Il a fallu des stratégies intégrées complexes impliquant la création de nouvelles institutions, des changements dans les lois et les politiques publiques, des programmes de vulgarisation et de formation auprès des agriculteurs pour persuader des centaines de millions d’entre eux d’adopter les nouvelles technologies, des modifications de l’éducation et de la formation, un développement et une réorganisation rapides des systèmes de soins de santé, une intervention publique dans l’approvisionnement alimentaire et la fixation des prix pour empêcher la thésaurisation et la spéculation, améliorer le transport et le stockage de la production excédentaire afin de réduire les déchets et d’assurer aux agriculteurs un débouché tout prêt pour les excédents dans les régions insuffisamment  productives, l’importation de semences hybrides et d’engrais, l’augmentation de la capacité de transformation des produits agricoles, le soutien des prix, les investissements dans les infrastructures et la coordination de la recherche scientifique au sein des disciplines et entre elles.

 

En d’autres termes, il fallait une approche multidisciplinaire très large pour appliquer la science et la technologie à des problèmes sociaux et culturels complexes et très souvent pernicieux qui défiaient toute solution par l’application de nouvelles technologies fondées sur des théories disciplinaires étroites, des stratégies fragmentées, des institutions spécialisées et des approches fragmentaires

.

Le pouvoir d’une approche intégrée a été illustré avec force à la fin des années 1960 lorsque l’Inde a adopté une stratégie globale de développement qui incorporait toutes les dimensions du support des connaissances, des politiques et des institutions nécessaires à la croissance rapide de la production, de la transformation, de la distribution et de la consommation alimentaires. Au cours de la décennie suivante, cela a permis à des dizaines de millions d’agriculteurs, pour la plupart sans éducation, à travers le pays de doubler la production de céréales alimentaires de l’Inde et de transformer une nation sujette à la famine en un exportateur net de produits alimentaires, dans ce qui est devenu populairement connu sous le nom de révolution verte.

 

Les solutions aux problèmes sociaux complexes et épouvantables exigent une connaissance interdisciplinaire, multidisciplinaire et intersectorielle des interdépendances entre les différents domaines de la connaissance et de l’activité sociale. 14 Mais elles exigent aussi un autre type de connaissance qui transcende les frontières disciplinaires.

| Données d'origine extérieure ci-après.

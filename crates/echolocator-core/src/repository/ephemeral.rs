//! In-memory deployment: nothing is persisted beyond the process.

use echolocator_types::error::RepositoryError;
use echolocator_types::item::Item;

use super::item::ItemRepository;

/// Repository that keeps nothing. The item store alone holds the corpus,
/// which is lost on exit.
#[derive(Debug, Default, Clone, Copy)]
pub struct EphemeralItemRepository;

impl EphemeralItemRepository {
    pub fn new() -> Self {
        Self
    }
}

impl ItemRepository for EphemeralItemRepository {
    async fn load_all(&self) -> Result<Vec<Item>, RepositoryError> {
        Ok(Vec::new())
    }

    async fn append(&self, _item: &Item) -> Result<(), RepositoryError> {
        Ok(())
    }
}
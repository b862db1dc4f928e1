//! CLI command definitions and dispatch for the `echoloc` binary.
//!
//! Uses clap derive macros for argument parsing.

pub mod item;
pub mod search;
pub mod stats;

use std::path::PathBuf;

use clap::{Parser, Subcommand, ValueEnum};
use clap_complete::Shell;

use echolocator_types::config::EmbedderBackend;

/// Find lost items by photo or description.
#[derive(Parser)]
#[command(name = "echoloc", version, about, long_about = None)]
#[command(propagate_version = true)]
pub struct Cli {
    /// Output machine-readable JSON instead of styled text.
    #[arg(long, global = true)]
    pub json: bool,

    /// Suppress all output except errors.
    #[arg(long, global = true)]
    pub quiet: bool,

    /// Detailed output (-v for verbose, -vv for debug/trace).
    #[arg(short, long, action = clap::ArgAction::Count, global = true)]
    pub verbose: u8,

    /// Export tracing spans through OpenTelemetry (stdout exporter).
    #[arg(long, global = true)]
    pub otel: bool,

    /// Keep items in memory only; nothing is written to the database.
    #[arg(long, global = true)]
    pub ephemeral: bool,

    /// Embedding backend, overriding `[embedder] backend` in config.toml.
    #[arg(long, global = true, value_enum)]
    pub embedder: Option<EmbedderArg>,

    #[command(subcommand)]
    pub command: Commands,
}

#[derive(Debug, Clone, Copy, ValueEnum)]
pub enum EmbedderArg {
    /// CLIP ViT-B/32 through fastembed.
    Clip,
    /// Offline hashing embedder (no model download).
    Deterministic,
}

impl From<EmbedderArg> for EmbedderBackend {
    fn from(arg: EmbedderArg) -> Self {
        match arg {
            EmbedderArg::Clip => EmbedderBackend::Clip,
            EmbedderArg::Deterministic => EmbedderBackend::Deterministic,
        }
    }
}

#[derive(Subcommand)]
pub enum Commands {
    /// Start the HTTP API.
    Serve {
        /// Port to listen on (defaults to `[server] port`).
        #[arg(long)]
        port: Option<u16>,

        /// Host to bind (defaults to `[server] host`).
        #[arg(long)]
        host: Option<String>,
    },

    /// Index a photographed item.
    Add {
        /// Image file (jpg, jpeg, png or webp).
        image: PathBuf,

        #[arg(long)]
        title: String,

        /// Where the item was found.
        #[arg(long)]
        location: String,

        #[arg(long)]
        description: Option<String>,

        /// How to reach the finder.
        #[arg(long)]
        contact: Option<String>,
    },

    /// Search items by description.
    Search {
        query: String,

        /// Minimum similarity in [0, 1].
        #[arg(long)]
        threshold: Option<f32>,

        /// Maximum number of results.
        #[arg(long)]
        top_k: Option<i64>,

        /// Only items found at this location (case-insensitive).
        #[arg(long)]
        location: Option<String>,
    },

    /// List the newest items.
    Recent {
        #[arg(long)]
        limit: Option<i64>,
    },

    /// Show one item.
    Show {
        id: String,
    },

    /// Corpus statistics.
    Stats,

    /// Remove stored images no item references.
    Reconcile,

    /// Generate shell completions.
    Completions {
        /// Shell to generate completions for.
        shell: Shell,
    },
}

Elles exigent de nouvelles façons de penser et de savoir 15 qui  non seulement relient et combinent de multiples perspectives et formes de connaissances, mais percent sous leurs différences superficielles pour comprendre les processus sociaux transdisciplinaires sous-jacents16 qui les gouvernent. 17

 

À la fin des années 1960, l’Académie avait déjà étendu la portée de ses travaux sur la paix, le désarmement, la population et  l’alimentation à des problèmes encore plus difficiles et plus complexes concernant l’environnement. L’AMAS a organisé une conférence conjointe de cinq jours avec la Société Géographique Américaine (American Geographical Society) qui a conduit à la publication de « Environnement et Société en Transition » (Environment and Society in Transition) en 1970. 18 Les sujets abordés comprenaient la météorologie, la population, la fécondité, la famille, l’alimentation, l’eau, l’énergie, le droit, la science des politiques, l’économie, la gestion des déchets, la santé, l’éducation, la technologie électronique et l’ordre public. L’intégration des questions environnementales à ces autres dimensions a été un thème cardinal des travaux de l’Académie depuis lors, y compris trois projets avec l’ONU discutés plus loin dans le présent document.

 

Deux autres projets actuels de l’AMAS se concentrent sur la surveillance de l’environnement politique, social et écologique mondial en publiant des éditions périodiquement mises à jour du « Guide de Sécurité et de Développement Durable », (the Security and Sustainability Guide) un répertoire mondial des principales organisations travaillant sur les questions de S&D et un autre rapportant les derniers résultats des recherches concernant toutes les dimensions de la pandémie de COVID-19.

 

Comme l’a écrit Oppenheimer, « la spécialisation en science accompagne inévitablement le progrès ; Pourtant, elle est pleine de dangers et gaspille cruellement, car une grande partie de ce qui est beau et éclairant est coupée du monde.19 Il aurait pu ajouter qu’une grande partie de ce qui est partiel, incomplet et déséquilibré est également coupée de la réalité du monde réel. Le processus de généralisation dans la pensée, comme la recherche de modèles dans les mégadonnées, est en grande partie un processus de recherche de corrélations et de points communs, tout en ignorant les faits qui distinguent et les caractéristiques qui définissent l’individualité et l’unicité.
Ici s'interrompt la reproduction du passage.